The Civilizing God
National Review, July 28, 2003 by David Klinghoffer
For the Glory of God: How Monotheism Led to Reformations, Science, Witch- Hunts, and the End of Slavery, by Rodney Stark (Princeton, 496 pp., $35)
Would the peoples of the Arab world be better off with a Bible in their hands or a Koran? In the recent debate about Christian evangelizing in Muslim lands, that's the question implicitly raised but rarely addressed in an explicit fashion. Time magazine devoted a cover story to the general subject -- "Should Christians Convert Muslims?" -- without ever touching on the most interesting and relevant point of all: the belief of Western missionaries that to Christianize is to civilize.
No one doubts that Muslims have a civilization, and a very impressive one in many ways. But Rodney Stark argues powerfully that the civilization of the Bible, of the Western nations, possesses advantages over those of the Koran and other non-Biblical religions precisely because Western culture emerged from Christian and Jewish Scripture.
A professor of sociology and comparative religion at the University of Washington, Stark is a brave guy. His publishers at Princeton University Press are brave too. To say the things he does in an academic setting, or to publish them, is to invite contempt from professional colleagues, or worse. The fact that he writes with a clarity and concision that make him a pleasure to read, never cloaking his message in jargon, with flashes of mischievous humor, makes it all the more likely he'll drive the "liberals" (his word) nuts.
Stark's main point is that in the development of a civilization, what counts is how the people think and feel about their gods. The transition from gods to God is a key step. Oddly, he doesn't make clear the profoundest implication of monotheism: If there is only one God, a God who cares about how people treat one another as well as about how they relate to Him, then that implies there can be only one transcendently true foundation on which all of ethics is built. Relativism becomes impossible.
But the rest of the consequences of monotheistic faith are drawn out here in detail and with vigor. This is no whitewash job. Two of Stark's four chapters deal frankly with consequences that may make Christians wince: sect-formation and witch-hunts. Believing in one universal Deity implies that others who profess different understandings of that God, or who engage in supernatural practices from the pre-monotheistic past (magic), are not only mistaken -- but possibly have strayed into areas of belief that need to be forcibly suppressed.

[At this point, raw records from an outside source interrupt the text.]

use std::fmt;

use chrono::{DateTime, Utc};
use serde::{Deserialize, Serialize};
use thiserror::Error;

use shared_database::{DatabaseError, ReviewRecord};
use shared_models::{AppError, DoctorDirectory, DoctorId, ReviewId};

/// Star rating, 1 to 5 inclusive.
#[derive(Debug, Clone, Copy, PartialEq, Eq, PartialOrd, Ord, Hash, Serialize)]
#[serde(transparent)]
pub struct Rating(u8);

impl Rating {
    pub const MIN: u8 = 1;
    pub const MAX: u8 = 5;

    pub fn new(value: i64) -> Result<Self, ReviewError> {
        if (Self::MIN as i64..=Self::MAX as i64).contains(&value) {
            Ok(Self(value as u8))
        } else {
            Err(ReviewError::InvalidRating)
        }
    }

    pub fn value(self) -> u8 {
        self.0
    }
}

impl fmt::Display for Rating {
    fn fmt(&self, f: &mut fmt::Formatter<'_>) -> fmt::Result {
        write!(f, "{}", self.0)
    }
}

/// A rating as submitted: JSON clients send numbers, form posts send text.
#[derive(Debug, Clone, PartialEq, Serialize, Deserialize)]
#[serde(untagged)]
pub enum RatingInput {
    Whole(i64),
    Fractional(f64),
    Text(String),
}

impl RatingInput {
    pub fn to_rating(&self) -> Result<Rating, ReviewError> {
        match self {
            RatingInput::Whole(value) => Rating::new(*value),
            RatingInput::Fractional(_) => Err(ReviewError::InvalidRating),
            RatingInput::Text(raw) => {
                let raw = raw.trim();
                if raw.is_empty() {
                    return Err(ReviewError::MissingField("Rating is required".to_string()));
                }
                raw.parse::<i64>()
                    .map_err(|_| ReviewError::InvalidRating)
                    .and_then(Rating::new)
            }
        }
    }
}

#[derive(Debug, Clone, Default, PartialEq, Serialize, Deserialize)]
pub struct ReviewForm {
    #[serde(default)]
    pub doctor: String,
    #[serde(default)]
    pub reviewer: String,
    #[serde(default)]
    pub rating: Option<RatingInput>,
    #[serde(default)]
    pub comment: Option<String>,
}

#[derive(Debug, Clone, Default, Deserialize)]
pub struct ReviewListQuery {
    pub doctor: Option<String>,
}

#[derive(Debug, Clone, PartialEq, Serialize, Deserialize)]
pub struct ReviewView {
    pub id: ReviewId,
    pub doctor_id: DoctorId,
    pub doctor_name: String,
    pub reviewer: String,
    pub rating: u8,
    pub comment: Option<String>,
    pub created_at: DateTime<Utc>,
}

impl ReviewView {
    pub fn from_record(record: ReviewRecord, directory: &DoctorDirectory) -> Self {
        Self {
            doctor_name: directory.display_name(&record.doctor_id).to_string(),
            id: record.id,
            doctor_id: record.doctor_id,
            reviewer: record.patient_name,
            rating: record.rating,
            comment: record.text,
            created_at: record.created_at,
        }
    }
}

#[derive(Debug, Clone, Serialize, Deserialize)]
pub struct ReviewListResponse {
    pub reviews: Vec<ReviewView>,
    pub total: usize,
}

#[derive(Debug, Error)]
pub enum ReviewError {
    #[error("{0}")]
    MissingField(String),

    #[error("Rating must be a whole number between 1 and 5")]
    InvalidRating,

    #[error("{0}")]
    UnknownDoctor(String),

    #[error("Storage error: {0}")]
    Storage(#[from] DatabaseError),
}

impl From<ReviewError> for AppError {
    fn from(err: ReviewError) -> Self {
        match err {
            ReviewError::Storage(db) => db.into(),
            other => AppError::ValidationFailed(other.to_string()),
        }
    }
}

#[cfg(test)]
mod tests {
    use super::*;
    use assert_matches::assert_matches;

    #[test]
    fn rating_bounds_are_inclusive() {
        assert_eq!(Rating::new(1).unwrap().value(), 1);
        assert_eq!(Rating::new(5).unwrap().value(), 5);
        assert_matches!(Rating::new(0), Err(ReviewError::InvalidRating));
        assert_matches!(Rating::new(6), Err(ReviewError::InvalidRating));
    }

    #[test]
    fn rating_input_accepts_numbers_and_digit_text() {
        let json: ReviewForm = serde_json::from_str(r#"{"doctor":"x","reviewer":"y","rating":4}"#).unwrap();
        assert_eq!(json.rating.unwrap().to_rating().unwrap().value(), 4);

        assert_eq!(RatingInput::Text(" 3 ".into()).to_rating().unwrap().value(), 3);
        assert_matches!(RatingInput::Text("five".into()).to_rating(), Err(ReviewError::InvalidRating));
        assert_matches!(RatingInput::Fractional(4.5).to_rating(), Err(ReviewError::InvalidRating));
        assert_matches!(RatingInput::Text("".into()).to_rating(), Err(ReviewError::MissingField(_)));
    }
}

Stark's most powerful chapter deals with the rise of science -- which, he emphasizes, arose only once, in Europe and nowhere else, and as a direct result of the researches of medieval Catholic scholastics. This fact has been obscured by three centuries of "atheist attack[s] on faith," seeking to propagate the false notion that there is a necessary conflict between science and religion. On the contrary: Science is the union of theory with empiricism -- one without the other is not science but mere speculation or craft. Aristotle, for instance, is full of speculation, but he disdained empiricism. He reasoned that two rocks dropped from a height will fall at the same pace only if they weigh the same. A heavier rock will fall faster. This is of course false, as Aristotle would have known if he had tried dropping a big rock and a small one off a cliff.
A number of fondly held myths get demolished in this book. Stark acknowledges that medieval Islam preserved a knowledge of classical Greece and its culture (so did medieval Christian learning, albeit in Latin translation), but he points out that Muslim veneration of the Greek philosophers actually held the Arabs back: "The result was to freeze Islamic learning and stifle all possibility of the rise of an Islamic science, and for the same reasons that Greek learning stagnated of itself: fundamental assumptions antithetical to science." Science never took root in the Muslim world for the additional reason that Muslims lack a Biblical perspective on God. For believers in Biblical religion, God is the creator not only of existence, but of the laws of nature. To discover those laws is to meet Him through the medium of His creation. By contrast, "Islam did not fully embrace the notion that the universe ran along on fundamental principles laid down by God at the Creation, but assumed the world was sustained by his will on a continuing basis." There were, therefore, no general principles to discover -- no theorizing to do. The same goes for Eastern faiths, which entirely lack the belief in a God as Creator.
Stark quotes John Maynard Keynes, commenting on the deeply held Christian faith of Isaac Newton: "[He] looked on the whole universe and all that is in it as a riddle, as a secret which could be read by applying pure thought to certain evidence, certain mystic clues which God had laid about the world to allow a sort of philosopher's treasure hunt. . . . He believed that these clues were to be found partly in the evidence of the heavens and in the constitution of elements . . . but also partly in certain papers and traditions handed down . . . in an unbroken chain back to the original cryptic revelation in Babylonia. He regarded the universe as a cryptogram set by the Almighty."